Sabtu, 29 Agustus 2020

Berhati-Hati Memilih Perumahan Syariah (Bagian 2)

Sebelum melanjutkan, saya ingin menjelaskan bahwa post ini adalah lanjutan dari postingan saya sebelumnya. Singkat cerita saya telah salah membeli perumahan berkedok syariah pada salah satu developer berinisial GTI. Namun dalam praktik pembangunannya ada banyak kejanggalan.

Saya hendak membatalkan perjanjian jual/beli pembangunan rumah saya dengan developer GTI. Di pasal-pasal dalam AJB (Akad Jual Beli) yang saya pelajari mengenai pembatalan akad, bilamana akad dibatalkan oleh pihak pembeli sebelum waktu STU (Serah Terima Unit) maka uang saya akan dipotong sebanyak 10% dari harga cash rumah. Saya yang merasa dirugikan baik biaya dan waktu tentu saja menolak hal tersebut. Karena wanprestasi yang terjadi di lapangan adalah murni kelalaian GTI. Karena pembangunan yang molor tidak dikarenakan kelangkaan material atau adanya force majeur seperti bencana alam atau semacamnya, melainkan karena GTI sendiri belum memenuhi persyaratan dan perizinan untuk membangun perumahan di lokasi tersebut.

Adapun persyaratan tersebut diantaranya adalah harus sudah memiliki Izin Mendirikan Bangunan Induk atau biasa disebut sebagai IMB Induk, juga harus sudah memiliki kejelasan mengenai status kepemilikan tanah. Namun mereka tetap bersih keras tidak mau mengembalikan uang saya secara penuh dan pada akhirnya saya dikenai potongan sebesar 10% harga cash rumah yang mana nominalnya tidak sedikit. Dalam proses pembatalan tersebut saya GTI meminta tenggang waktu selama 90 hari kerja untuk mencairkan uang saya.

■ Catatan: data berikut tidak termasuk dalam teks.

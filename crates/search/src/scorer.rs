//! Scoring infrastructure for M6 search
//!
//! This module provides:
//! - Scorer trait for pluggable scoring algorithms
//! - ScorerContext for corpus-level statistics
//! - SearchDoc internal document representation
//! - BM25LiteScorer default implementation
//!
//! See `docs/architecture/M6_ARCHITECTURE.md` for authoritative specification.

use crate::tokenizer::tokenize;
use std::collections::HashMap;

// ============================================================================
// SearchDoc
// ============================================================================

/// Internal representation of a document for scoring
///
/// This is an ephemeral view created during search, not stored.
/// Contains all information a scorer might need.
#[derive(Debug, Clone)]
pub struct SearchDoc {
    /// Primary searchable text
    pub body: String,

    /// Optional title (e.g., key name)
    pub title: Option<String>,

    /// Tags for filtering
    pub tags: Vec<String>,

    /// Timestamp in microseconds
    pub ts_micros: Option<u64>,

    /// Document size in bytes
    pub byte_size: Option<u32>,
}

impl SearchDoc {
    /// Create a new SearchDoc with body text
    pub fn new(body: String) -> Self {
        SearchDoc {
            body,
            title: None,
            tags: vec![],
            ts_micros: None,
            byte_size: None,
        }
    }

    /// Builder: set title
    pub fn with_title(mut self, title: String) -> Self {
        self.title = Some(title);
        self
    }

    /// Builder: set timestamp
    pub fn with_timestamp(mut self, ts: u64) -> Self {
        self.ts_micros = Some(ts);
        self
    }

    /// Builder: set tags
    pub fn with_tags(mut self, tags: Vec<String>) -> Self {
        self.tags = tags;
        self
    }

    /// Builder: set byte size
    pub fn with_byte_size(mut self, size: u32) -> Self {
        self.byte_size = Some(size);
        self
    }
}

// ============================================================================
// ScorerContext
// ============================================================================

/// Context for scoring operations
///
/// Contains corpus-level statistics needed for algorithms like BM25.
/// Built during candidate enumeration.
///
/// # Warning
///
/// This struct is BM25-shaped for M6. Future scorers will need
/// additional signals (recency curves, salience, causality, trace centrality).
/// Use the `extensions` field for forward compatibility.
#[derive(Debug, Clone)]
pub struct ScorerContext {
    /// Total documents in corpus (for IDF calculation)
    pub total_docs: usize,

    /// Document frequency per term (for IDF calculation)
    pub doc_freqs: HashMap<String, usize>,

    /// Average document length in tokens (for length normalization)
    pub avg_doc_len: f32,

    /// Current timestamp for recency calculations (microseconds)
    pub now_micros: u64,

    /// Extension point for future scoring signals
    /// Current version: unused. Reserved for future scorer requirements.
    pub extensions: HashMap<String, serde_json::Value>,
}

impl ScorerContext {
    /// Create a new ScorerContext
    pub fn new(total_docs: usize) -> Self {
        ScorerContext {
            total_docs,
            doc_freqs: HashMap::new(),
            avg_doc_len: 0.0,
            now_micros: std::time::SystemTime::now()
                .duration_since(std::time::UNIX_EPOCH)
                .unwrap()
                .as_micros() as u64,
            extensions: HashMap::new(),
        }
    }

    /// Compute IDF for a term
    ///
    /// Uses standard IDF formula with smoothing:
    /// IDF(t) = ln((N - df + 0.5) / (df + 0.5) + 1)
    pub fn idf(&self, term: &str) -> f32 {
        let df = self.doc_freqs.get(term).copied().unwrap_or(0) as f32;
        let n = self.total_docs as f32;
        // Standard IDF formula with smoothing
        ((n - df + 0.5) / (df + 0.5) + 1.0).ln()
    }

    /// Add document frequency for a term
    pub fn add_doc_freq(&mut self, term: &str, count: usize) {
        self.doc_freqs.insert(term.to_string(), count);
    }

    /// Set average document length
    pub fn with_avg_doc_len(mut self, len: f32) -> Self {
        self.avg_doc_len = len;
        self
    }
}

impl Default for ScorerContext {
    fn default() -> Self {
        Self::new(0)
    }
}

// ============================================================================
// Scorer Trait
// ============================================================================

/// Pluggable scoring interface
///
/// Scorers take a document and query and return a relevance score.
/// Higher scores indicate more relevant documents.
///
/// # Thread Safety
///
/// Scorers must be Send + Sync for concurrent search operations.
///
/// # Implementation Notes
///
/// M6 ships with BM25LiteScorer. Future milestones can swap in
/// vector similarity, learned scorers, etc.
pub trait Scorer: Send + Sync {
    /// Score a document against a query
    ///
    /// Returns a score where higher = more relevant.
    /// Scores are not normalized; fusion handles cross-scorer comparisons.
    fn score(&self, doc: &SearchDoc, query: &str, ctx: &ScorerContext) -> f32;

    /// Name for debugging and logging
    fn name(&self) -> &str;
}

// ============================================================================
// BM25LiteScorer
// ============================================================================

/// BM25-Lite: Simple BM25-inspired scorer for M6
///
/// This is a "hello world" scorer to validate the interface.
/// It is NOT heavily optimized and may produce mediocre results.
/// Future milestones can swap in better scorers.
///
/// # BM25 Formula
///
/// For each query term t:
/// score += IDF(t) * (tf * (k1 + 1)) / (tf + k1 * (1 - b + b * dl/avgdl))
///
/// Where:
/// - tf = term frequency in document
/// - dl = document length
/// - avgdl = average document length
/// - k1 = term saturation parameter (default 1.2)
/// - b = length normalization parameter (default 0.75)
#[derive(Debug, Clone)]
pub struct BM25LiteScorer {
    /// k1 parameter: term frequency saturation (default 1.2)
    k1: f32,
    /// b parameter: length normalization (default 0.75)
    b: f32,
    /// Optional recency boost factor (0.0 = disabled)
    recency_boost: f32,
}

impl Default for BM25LiteScorer {
    fn default() -> Self {
        BM25LiteScorer {
            k1: 1.2,
            b: 0.75,
            recency_boost: 0.1, // 10% max boost for recent docs
        }
    }
}

impl BM25LiteScorer {
    /// Create a new BM25LiteScorer with custom parameters
    pub fn new(k1: f32, b: f32) -> Self {
        BM25LiteScorer {
            k1,
            b,
            recency_boost: 0.0,
        }
    }

    /// Builder: set recency boost factor
    pub fn with_recency_boost(mut self, factor: f32) -> Self {
        self.recency_boost = factor;
        self
    }
}

impl Scorer for BM25LiteScorer {
    fn score(&self, doc: &SearchDoc, query: &str, ctx: &ScorerContext) -> f32 {
        let query_terms = tokenize(query);
        let doc_terms = tokenize(&doc.body);
        let doc_len = doc_terms.len() as f32;

        if query_terms.is_empty() || doc_terms.is_empty() {
            return 0.0;
        }

        let mut score = 0.0;

        // Count term frequencies in document
        let mut doc_term_counts: HashMap<&str, usize> = HashMap::new();
        for term in &doc_terms {
            *doc_term_counts.entry(term.as_str()).or_insert(0) += 1;
        }

        // BM25 scoring
        for query_term in &query_terms {
            let tf = doc_term_counts
                .get(query_term.as_str())
                .copied()
                .unwrap_or(0) as f32;
            if tf == 0.0 {
                continue;
            }

            let idf = ctx.idf(query_term);

            // BM25 term score
            let avg_len = ctx.avg_doc_len.max(1.0);
            let tf_component = (tf * (self.k1 + 1.0))
                / (tf + self.k1 * (1.0 - self.b + self.b * doc_len / avg_len));

            score += idf * tf_component;
        }

        // Optional recency boost
        if self.recency_boost > 0.0 {
            if let Some(ts) = doc.ts_micros {
                let age_hours = (ctx.now_micros.saturating_sub(ts)) as f32 / 3_600_000_000.0;
                let recency_factor = 1.0 / (1.0 + age_hours / 24.0); // Decay over 24h
                score *= 1.0 + self.recency_boost * recency_factor;
            }
        }

        // Title match boost (if title contains query terms)
        if let Some(title) = &doc.title {
            let title_terms = tokenize(title);
            for query_term in &query_terms {
                if title_terms.contains(query_term) {
                    score *= 1.2; // 20% boost for title match
                    break;
                }
            }
        }

        score
    }

    fn name(&self) -> &str {
        "bm25-lite"
    }
}

// ============================================================================
// Tests
// ============================================================================
//! Run name type
//!
//! Runs have dual identity:
//! - **RunId**: Internal, immutable UUID assigned by the system
//! - **RunName**: User-facing, semantic identifier set by the user
//!
//! RunName is the "what" (semantic purpose), RunId is the "which" (unique instance).
//!
//! ## Examples
//!
//! - RunName: "training-gpt-v3-2024"
//! - RunId: 550e8400-e29b-41d4-a716-446655440000
//!
//! ## Validation
//!
//! Run names must:
//! - Be 1-256 characters
//! - Contain only alphanumeric, dash, underscore, dot
//! - Not start with a dash or dot

use serde::{Deserialize, Serialize};
use std::fmt;

/// Maximum length of a run name
pub const MAX_RUN_NAME_LENGTH: usize = 256;

/// User-facing semantic identifier for a run
///
/// RunName is the human-readable, meaningful name for a run.
/// Unlike RunId (which is a UUID), RunName captures the semantic
/// purpose of the run.
///
/// ## Validation Rules
///
/// - Length: 1-256 characters
/// - Characters: `[a-zA-Z0-9_.-]`
/// - Cannot start with `-` or `.`
///
/// ## Examples
///
/// Valid names:
/// - "training-run-1"
/// - "experiment.v2"
/// - "prod_agent_2024"
///
/// Invalid names:
/// - "" (empty)
/// - "-starts-with-dash"
/// - ".hidden"
/// - "has spaces"
/// - "has@special"
#[derive(Debug, Clone, PartialEq, Eq, Hash, Serialize, Deserialize)]
pub struct RunName(String);

/// Error when validating a run name
#[derive(Debug, Clone, PartialEq, Eq)]
pub enum RunNameError {
    /// Name is empty
    Empty,
    /// Name exceeds maximum length
    TooLong {
        /// Actual length of the name
        length: usize,
        /// Maximum allowed length
        max: usize,
    },
    /// Name contains invalid character
    InvalidChar {
        /// The invalid character
        char: char,
        /// Position of the invalid character
        position: usize,
    },
    /// Name starts with invalid character
    InvalidStart {
        /// The invalid starting character
        char: char,
    },
}

impl std::fmt::Display for RunNameError {
    fn fmt(&self, f: &mut fmt::Formatter<'_>) -> fmt::Result {
        match self {
            RunNameError::Empty => write!(f, "run name cannot be empty"),
            RunNameError::TooLong { length, max } => {
                write!(f, "run name too long: {} chars (max {})", length, max)
            }
            RunNameError::InvalidChar { char, position } => {
                write!(
                    f,
                    "invalid character '{}' at position {} (only alphanumeric, dash, underscore, dot allowed)",
                    char, position
                )
            }
            RunNameError::InvalidStart { char } => {
                write!(
                    f,
                    "run name cannot start with '{}' (must start with alphanumeric or underscore)",
                    char
                )
            }
        }
    }
}

impl std::error::Error for RunNameError {}

impl RunName {
    /// Create a new RunName, validating the input
    ///
    /// # Errors
    ///
    /// Returns `RunNameError` if the name is invalid.
    pub fn new(name: impl Into<String>) -> Result<Self, RunNameError> {
        let name = name.into();
        Self::validate(&name)?;
        Ok(RunName(name))
    }

    /// Create a RunName without validation
    ///
    /// # Safety
    ///
    /// The caller must ensure the name is valid. Use `new()` for untrusted input.
    pub fn new_unchecked(name: impl Into<String>) -> Self {
        RunName(name.into())
    }

    /// Validate a run name
    pub fn validate(name: &str) -> Result<(), RunNameError> {
        // Check empty
        if name.is_empty() {
            return Err(RunNameError::Empty);
        }

        // Check length
        if name.len() > MAX_RUN_NAME_LENGTH {
            return Err(RunNameError::TooLong {
                length: name.len(),
                max: MAX_RUN_NAME_LENGTH,
            });
        }

        // Check first character
        let first = name.chars().next().unwrap();
        if !first.is_ascii_alphanumeric() && first != '_' {
            return Err(RunNameError::InvalidStart { char: first });
        }

        // Check all characters
        for (pos, ch) in name.chars().enumerate() {
            if !Self::is_valid_char(ch) {
                return Err(RunNameError::InvalidChar {
                    char: ch,
                    position: pos,
                });
            }
        }

        Ok(())
    }

    /// Check if a character is valid in a run name
    #[inline]
    fn is_valid_char(c: char) -> bool {
        c.is_ascii_alphanumeric() || c == '-' || c == '_' || c == '.'
    }

    /// Get the name as a string slice
    #[inline]
    pub fn as_str(&self) -> &str {
        &self.0
    }

    /// Consume and return the inner string
    pub fn into_inner(self) -> String {
        self.0
    }

    /// Check if this name matches a pattern (simple prefix match)
    pub fn starts_with(&self, prefix: &str) -> bool {
        self.0.starts_with(prefix)
    }

    /// Check if this name matches a pattern (simple suffix match)
    pub fn ends_with(&self, suffix: &str) -> bool {
        self.0.ends_with(suffix)
    }

    /// Check if this name contains a substring
    pub fn contains(&self, substr: &str) -> bool {
        self.0.contains(substr)
    }
}

impl AsRef<str> for RunName {
    fn as_ref(&self) -> &str {
        &self.0
    }
}

impl fmt::Display for RunName {
    fn fmt(&self, f: &mut fmt::Formatter<'_>) -> fmt::Result {
        write!(f, "{}", self.0)
    }
}

impl TryFrom<String> for RunName {
    type Error = RunNameError;

    fn try_from(value: String) -> Result<Self, Self::Error> {
        RunName::new(value)
    }
}

impl TryFrom<&str> for RunName {
    type Error = RunNameError;

    fn try_from(value: &str) -> Result<Self, Self::Error> {
        RunName::new(value)
    }
}

// ============================================================================
// Tests
// ============================================================================
//! Storage Crate Integration Tests
//!
//! Tests for strata-storage: MVCC, snapshots, branch isolation.

#[path = "../common/mod.rs"]
mod common;

mod branch_isolation;
mod mvcc_invariants;
mod stress;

Selama masa menunggu, saya banyak mencari dan mengumpulkan informasi dari sesama pembeli proyek GTI yang lain. Dan saya juga sampai membuat group berisi sesama pembeli proyek perumahan Sukorejo. Saya bahkan juga bergabung di group pembeli perumahan Juanda juga. Disana saya banyak bertemu teman-teman lain yang juga membatalkan pembelian rumahnya di GTI. Ada sebagian dari mereka yang membatalkan lebih dulu dari saya dan juga dijanjikan uangnya akan cair dalam 90 hari kerja. Namun banyak dari mereka yang pencairan uangnya mundur dari tanggal jatuh tempo bahkan ada yang sampai dimundurkan selama 3 bulan, dan ada pula yang pencairannya disetujui dalam 360 hari (hampir satu tahun). Alasan yang dipakai GTI adalah karena cash flow mereka sedang sulit sebab terdampak pandemi Covid, sehingga marketing mereka tidak banyak mendapatkan pembeli baru. 

Dalam group tersebut setidaknya ada 2 golongan pembeli, dimana golongan yang satu adalah pembeli yang berniat untuk lanjut dan mendesak GTI untuk membangun rumah mereka sampai jadi. Dan golongan lain adalah pembeli yang membatalkan pembelian dan mendesak GTI untuk segera mengembalikan semua uang yang sudah mereka bayarkan (baik yang mencicil maupun yang bayar lunas). Di dalam group tersebut kami sering berbagi informasi dan saling membantu menyebarkan informasi tersebut. Kami bahkan mengumpulkan sebanyak mungkin pembeli dalam group tersebut. Salah satu informasi menarik adalah pada pertengahan april, Direktur Utama sekaligus pemilik GTI pernah menjual sebuah villa di Jawa Barat senilai lebih dari 10M, dengan alasan dijual untuk menolong bisnis yang sedang terkena dampak pandemi. Dia mengiklankan penjualan tesebut di media sosial Facebook. Saya sendiri tidak tau bisnis apa yang dia maksud dengan terkena dampak pandemi ini.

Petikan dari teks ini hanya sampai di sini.